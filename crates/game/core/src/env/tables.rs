use crate::env::DropTable;

/// Difficulty chosen by a character.
#[derive(
    Clone,
    Copy,
    Debug,
    Default,
    PartialEq,
    Eq,
    Hash,
    PartialOrd,
    Ord,
    strum::Display,
    strum::EnumString,
    strum::AsRefStr,
    strum::EnumIter,
)]
#[cfg_attr(feature = "serde", derive(serde::Serialize, serde::Deserialize))]
#[cfg_attr(feature = "serde", serde(rename_all = "snake_case"))]
#[strum(serialize_all = "snake_case", ascii_case_insensitive)]
pub enum DifficultyTier {
    #[default]
    Normal,
    Hard,
    Nightmare,
    Hell,
}

/// Scalars applied to spawned monster stats and to kill rewards.
#[derive(Clone, Copy, Debug, PartialEq)]
#[cfg_attr(feature = "serde", derive(serde::Serialize, serde::Deserialize))]
pub struct DifficultyMultipliers {
    pub monster_hp: f64,
    pub monster_damage: f64,
    pub reward: f64,
}

impl DifficultyMultipliers {
    pub const NEUTRAL: Self = Self {
        monster_hp: 1.0,
        monster_damage: 1.0,
        reward: 1.0,
    };
}

impl Default for DifficultyMultipliers {
    fn default() -> Self {
        Self::NEUTRAL
    }
}

/// Oracle providing balance tables.
///
/// Entity data lives in [`MonsterOracle`](crate::env::MonsterOracle) and
/// friends; this only holds tier multipliers and global defaults.
pub trait TablesOracle: Send + Sync {
    fn difficulty(&self, tier: DifficultyTier) -> DifficultyMultipliers;

    /// Drop table for monsters whose definition carries none.
    fn fallback_drops(&self) -> DropTable;
}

• _Problem to work on_:
Exactly as they appear above, write out all of the lines.

• _Exercise result_:
filename crates/game/core/src/env/tables.rs
use crate::env::DropTable;

/// Difficulty chosen by a character.
#[derive(
    Clone,
    Copy,
    Debug,
    Default,
    PartialEq,
    Eq,
    Hash,
    PartialOrd,
    Ord,
    strum::Display,
    strum::EnumString,
    strum::AsRefStr,
    strum::EnumIter,
)]
#[cfg_attr(feature = "serde", derive(serde::Serialize, serde::Deserialize))]
#[cfg_attr(feature = "serde", serde(rename_all = "snake_case"))]
#[strum(serialize_all = "snake_case", ascii_case_insensitive)]
pub enum DifficultyTier {
    #[default]
    Normal,
    Hard,
    Nightmare,
    Hell,
}

/// Scalars applied to spawned monster stats and to kill rewards.
#[derive(Clone, Copy, Debug, PartialEq)]
#[cfg_attr(feature = "serde", derive(serde::Serialize, serde::Deserialize))]
pub struct DifficultyMultipliers {
    pub monster_hp: f64,
    pub monster_damage: f64,
    pub reward: f64,
}

impl DifficultyMultipliers {
    pub const NEUTRAL: Self = Self {
        monster_hp: 1.0,
        monster_damage: 1.0,
        reward: 1.0,
    };
}

impl Default for DifficultyMultipliers {
    fn default() -> Self {
        Self::NEUTRAL
    }
}

/// Oracle providing balance tables.
///
/// Entity data lives in [`MonsterOracle`](crate::env::MonsterOracle) and
/// friends; this only holds tier multipliers and global defaults.
pub trait TablesOracle: Send + Sync {
    fn difficulty(&self, tier: DifficultyTier) -> DifficultyMultipliers;

    /// Drop table for monsters whose definition carries none.
    fn fallback_drops(&self) -> DropTable;
}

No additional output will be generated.